Segurança de IoT—O Plano de Jogo

O plano de jogo para a segurança de IoT oferece uma visão geral do ecossistema de IoT e aborda padrões, estruturas e propostas regulatórias que foram desenvolvidas recentemente. Figura 1 representa um ecossistema de IoT no qual a segurança da informação é uma parte integrante.

Padrões de IoT e Desenvolvimentos da Estrutura
Uma repercussão positiva do ataque de negação de serviço distribuído (DDoS) foi a publicação pelo Departamento de Segurança Interna dos EUA (DHS), em 2016, de princípios e diretrizes para a segurança de IoT.5, 6 Essas diretrizes não são legalmente obrigatórias, mas são definitivamente um sinal de um bom começo para a segurança de dispositivos de IoT. Algumas dessas diretrizes são mantras bem conhecidos para a maioria dos profissionais de segurança:

  • Alavancar a segurança desde a fase de viabilidade.
  • Aplicar atualizações de segurança, correção e gerenciamento de vulnerabilidades.
  • Seguir práticas de segurança comprovadas
  • Priorizar controles com base na magnitude ou impacto.
  • Prestar supervisão e governança adequada de IoT.
  • Desligue o dispositivo da rede se não houver necessidade absoluta de negócio.

Também em 2016, foram aprovadas isenções à Lei de Direitos Autorais dos Estados Unidos que permitem que pesquisadores independentes possam hackear quase todos os dispositivos de IoT.7 Embora inúmeras limitações se apliquem às isenções, elas foram concedidas por dois anos. Isso ajudará os pesquisadores a desbloquear software para suas pesquisas sem quaisquer implicações legais. As intenções são corretas, mas o impacto dessa mudança, positivo ou negativo, ainda está para ser visto.

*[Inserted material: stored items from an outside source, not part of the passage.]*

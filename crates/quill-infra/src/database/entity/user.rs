//! User entity for SeaORM.

use sea_orm::Set;
use sea_orm::entity::prelude::*;

#[derive(Clone, Debug, PartialEq, Eq, DeriveEntityModel)]
#[sea_orm(table_name = "users")]
pub struct Model {
    #[sea_orm(primary_key, auto_increment = false)]
    pub id: String,
    pub name: String,
    #[sea_orm(unique)]
    pub email: String,
    pub password_hash: String,
}

#[derive(Copy, Clone, Debug, EnumIter, DeriveRelation)]
pub enum Relation {
    #[sea_orm(has_many = "super::post::Entity")]
    Post,
    #[sea_orm(has_many = "super::like::Entity")]
    Like,
    #[sea_orm(has_many = "super::comment::Entity")]
    Comment,
}

impl Related<super::post::Entity> for Entity {
    fn to() -> RelationDef {
        Relation::Post.def()
    }
}

impl Related<super::like::Entity> for Entity {
    fn to() -> RelationDef {
        Relation::Like.def()
    }
}

impl Related<super::comment::Entity> for Entity {
    fn to() -> RelationDef {
        Relation::Comment.def()
    }
}

impl ActiveModelBehavior for ActiveModel {}

/// Conversion from SeaORM Model to Domain User.
impl From<Model> for quill_core::domain::User {
    fn from(model: Model) -> Self {
        Self {
            id: model.id,
            name: model.name,
            email: model.email,
            password_hash: model.password_hash,
        }
    }
}

/// Conversion from Domain User to SeaORM ActiveModel.
impl From<quill_core::domain::User> for ActiveModel {
    fn from(user: quill_core::domain::User) -> Self {
        Self {
            id: Set(user.id),
            name: Set(user.name),
            email: Set(user.email),
            password_hash: Set(user.password_hash),
        }
    }
}
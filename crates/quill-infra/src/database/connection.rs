use std::time::Duration;

use sea_orm::{ConnectOptions, ConnectionTrait, Database, DbConn, DbErr};

/// Configuration for the main database.
#[derive(Debug, Clone)]
pub struct DatabaseConfig {
    pub url: String,
    pub max_connections: u32,
    pub min_connections: u32,
}

impl DatabaseConfig {
    /// A private in-memory SQLite database. The pool is pinned to a single
    /// connection since every new SQLite memory connection starts empty.
    pub fn in_memory() -> Self {
        Self {
            url: "sqlite::memory:".to_string(),
            max_connections: 1,
            min_connections: 1,
        }
    }
}

/// Open the connection pool described by `config`.
pub async fn connect(config: &DatabaseConfig) -> Result<DbConn, DbErr> {
    tracing::info!("Initializing database connection...");

    let opts = ConnectOptions::new(&config.url)
        .max_connections(config.max_connections)
        .min_connections(config.min_connections)
        .connect_timeout(Duration::from_secs(10))
        .idle_timeout(Duration::from_secs(300))
        .sqlx_logging(false)
        .to_owned();

    let conn = Database::connect(opts).await?;
    tracing::info!(
        backend = ?conn.get_database_backend(),
        "Database connected (pool: {})",
        config.max_connections
    );

    Ok(conn)
}
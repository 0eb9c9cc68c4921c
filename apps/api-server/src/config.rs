//! Application configuration loaded from environment variables.

use std::env;

use quill_infra::auth::DEFAULT_SECRET;
use quill_infra::{DatabaseConfig, JwtConfig};

use crate::telemetry::TelemetryConfig;

/// Application configuration, built once at startup and passed to constructors.
#[derive(Debug, Clone)]
pub struct AppConfig {
    pub host: String,
    pub port: u16,
    pub database: DatabaseConfig,
    pub jwt: JwtConfig,
    pub telemetry: TelemetryConfig,
}

fn env_or<T: std::str::FromStr>(key: &str, default: T) -> T {
    env::var(key)
        .ok()
        .and_then(|s| s.parse().ok())
        .unwrap_or(default)
}

impl AppConfig {
    /// Load configuration from environment variables.
    pub fn from_env() -> Self {
        let database = DatabaseConfig {
            url: env::var("DATABASE_URL")
                .unwrap_or_else(|_| "sqlite://quill.db?mode=rwc".to_string()),
            max_connections: env_or("DB_MAX_CONNECTIONS", 10),
            min_connections: env_or("DB_MIN_CONNECTIONS", 1),
        };

        let defaults = JwtConfig::default();
        let jwt = JwtConfig {
            secret: env::var("JWT_SECRET").unwrap_or(defaults.secret),
            expiration_minutes: env_or("JWT_EXPIRATION_MINUTES", defaults.expiration_minutes),
            issuer: env::var("JWT_ISSUER").unwrap_or(defaults.issuer),
        };

        Self {
            host: env::var("HOST").unwrap_or_else(|_| "127.0.0.1".to_string()),
            port: env_or("PORT", 8080),
            database,
            jwt,
            telemetry: TelemetryConfig::from_env(),
        }
    }

    /// Log a warning (an error in production) when the JWT secret is the built-in default.
    pub fn warn_on_default_secret(&self) {
        if self.jwt.secret != DEFAULT_SECRET {
            return;
        }

        let is_production = env::var("RUST_ENV")
            .map(|v| v == "production" || v == "prod")
            .unwrap_or(false);

        if is_production {
            tracing::error!(
                "SECURITY: Using default JWT secret in production! Set JWT_SECRET environment variable."
            );
        } else {
            tracing::warn!("Using default JWT secret. Set JWT_SECRET for production use.");
        }
    }
}
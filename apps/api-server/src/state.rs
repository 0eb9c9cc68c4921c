//! Application state - shared across all handlers.

use std::sync::Arc;

use migration::{Migrator, MigratorTrait};
use quill_core::ports::{
    CommentRepository, LikeRepository, PasswordService, PostRepository, TokenService,
    UserRepository,
};
use quill_infra::database::{self, DbConn};
use quill_infra::{
    Argon2PasswordService, JwtTokenService, SqlCommentRepository, SqlLikeRepository,
    SqlPostRepository, SqlUserRepository,
};

use crate::config::AppConfig;

/// Shared application state.
#[derive(Clone)]
pub struct AppState {
    pub db: DbConn,
    pub users: Arc<dyn UserRepository>,
    pub posts: Arc<dyn PostRepository>,
    pub likes: Arc<dyn LikeRepository>,
    pub comments: Arc<dyn CommentRepository>,
    pub tokens: Arc<dyn TokenService>,
    pub passwords: Arc<dyn PasswordService>,
}

impl AppState {
    /// Wire repositories over `db` together with the auth services.
    pub fn new(
        db: DbConn,
        tokens: Arc<dyn TokenService>,
        passwords: Arc<dyn PasswordService>,
    ) -> Self {
        Self {
            users: Arc::new(SqlUserRepository::new(db.clone())),
            posts: Arc::new(SqlPostRepository::new(db.clone())),
            likes: Arc::new(SqlLikeRepository::new(db.clone())),
            comments: Arc::new(SqlCommentRepository::new(db.clone())),
            db,
            tokens,
            passwords,
        }
    }

    /// Connect to the configured database, apply pending migrations and build the state.
    pub async fn init(config: &AppConfig) -> anyhow::Result<Self> {
        let db = database::connect(&config.database).await?;

        Migrator::up(&db, None).await?;
        tracing::info!("Database schema up to date");

        let tokens: Arc<dyn TokenService> = Arc::new(JwtTokenService::new(config.jwt.clone()));
        let passwords: Arc<dyn PasswordService> = Arc::new(Argon2PasswordService::new());

        tracing::info!("Application state initialized");

        Ok(Self::new(db, tokens, passwords))
    }
}
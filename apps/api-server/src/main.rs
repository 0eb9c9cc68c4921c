//! # Quill API Server
//!
//! The main entry point for the Actix-web HTTP server.

use actix_web::{App, HttpServer, web};
use tracing_actix_web::TracingLogger;

mod config;
mod handlers;
mod middleware;
mod state;
mod telemetry;

use config::AppConfig;
use state::AppState;

#[actix_web::main]
async fn main() -> anyhow::Result<()> {
    // Load .env file if present
    dotenvy::dotenv().ok();

    let config = AppConfig::from_env();
    telemetry::init_telemetry(&config.telemetry);
    config.warn_on_default_secret();

    tracing::info!(
        "Starting Quill API Server on {}:{}",
        config.host,
        config.port
    );

    let state = AppState::init(&config).await?;

    HttpServer::new(move || {
        App::new()
            .wrap(TracingLogger::default())
            .app_data(web::Data::new(state.clone()))
            .configure(handlers::configure_routes)
    })
    .bind((config.host.as_str(), config.port))?
    .run()
    .await?;

    tracing::info!("Shutting down the application...");
    Ok(())
}
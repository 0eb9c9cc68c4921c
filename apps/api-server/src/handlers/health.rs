//! Health check endpoint.

use actix_web::{HttpResponse, web};
use serde::Serialize;

use crate::state::AppState;

#[derive(Serialize)]
pub struct HealthResponse {
    pub status: &'static str,
    pub database: &'static str,
    pub version: &'static str,
    pub timestamp: String,
}

/// Liveness plus a database round trip; 503 when the database is unreachable.
///
/// GET /health
pub async fn health_check(state: web::Data<AppState>) -> HttpResponse {
    let database_up = match state.db.ping().await {
        Ok(()) => true,
        Err(e) => {
            tracing::warn!(error = %e, "Database ping failed");
            false
        }
    };

    let response = HealthResponse {
        status: if database_up { "ok" } else { "degraded" },
        database: if database_up { "up" } else { "down" },
        version: env!("CARGO_PKG_VERSION"),
        timestamp: chrono::Utc::now().to_rfc3339(),
    };

    if database_up {
        HttpResponse::Ok().json(response)
    } else {
        HttpResponse::ServiceUnavailable().json(response)
    }
}
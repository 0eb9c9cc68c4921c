//! Schema migrations for the Quill database.

pub use sea_orm_migration::prelude::*;

mod m20250101_000001_create_tables;

pub struct Migrator;

#[async_trait::async_trait]
impl MigratorTrait for Migrator {
    fn migrations() -> Vec<Box<dyn MigrationTrait>> {
        vec![Box::new(m20250101_000001_create_tables::Migration)]
    }
}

O Consórcio de Internet Industrial, composto principalmente por empresas ligadas à IoT, lançou a Estrutura de Segurança de Internet Industrial (IISF), que descreve as melhores práticas para ajudar os desenvolvedores e usuários finais a avaliar o risco de IoT e possivelmente se defender desse risco.8 No início de 2017, A Comissão Federal do Comércio (FTC) dos Estados Unidos anunciou que está concedendo prêmios em dinheiro a qualquer pessoa que desenvolva uma ferramenta inovadora que detecte e proteja dispositivos domésticos de vulnerabilidades de software.9

Outro desenvolvimento recente em segurança de IoT é a estrutura de segurança Sigma Designs S2, que será parte de todos os dispositivos de IoT certificados pela Z-Wave, fabricados após março de 2017 e retrocompatíveis com os chipsets Z-Wave de IoT existentes, tornando os dispositivos mais seguros.10

Propostas Regulatórias
O pesquisador de segurança cibernética e conferencista da Universidade de Harvard, Bruce Scheiner, propôs recentemente uma indústria de IoT mais regulamentada, em uma reunião com dois subcomitês da Câmara dos Deputados dos Estados Unidos - o Subcomitê de Comunicações e Tecnologia e o Subcomitê de Comércio, Indústria e Comércio.11 Ele apresentou a comparação de custos em comparação aos incentivos Ele apresentou a comparação do custo versus o incentivo e motivação para fabricantes de dispositivos de IoT para corrigir as vulnerabilidades periodicamente. Scheiner salientou que a maioria dos dispositivos de IoT oferecem lucros menores e que os dispositivos mais frequentemente substituídos, como smartphones, são corrigidos com mais frequência, em comparação com dispositivos que são raramente substituídos, como termostatos e refrigeradores. Os carros inteligentes e os reprodutores de Blu-ray ficaram como intermediários. Os termostatos e refrigeradores de IoT que não são prováveis de serem substituídos estão em um risco maior, se não forem corrigidos. Se não houver lucro ou benefício de custo para o fabricante corrigir um produto menos frequentemente substituído, não há nenhuma motivação para que o fabricante faça a sua correção regularmente; portanto, deveria ser regulamentado. O outro lado desse argumento é que a regulamentação da indústria de IoT iria impedir o crescimento de inovação.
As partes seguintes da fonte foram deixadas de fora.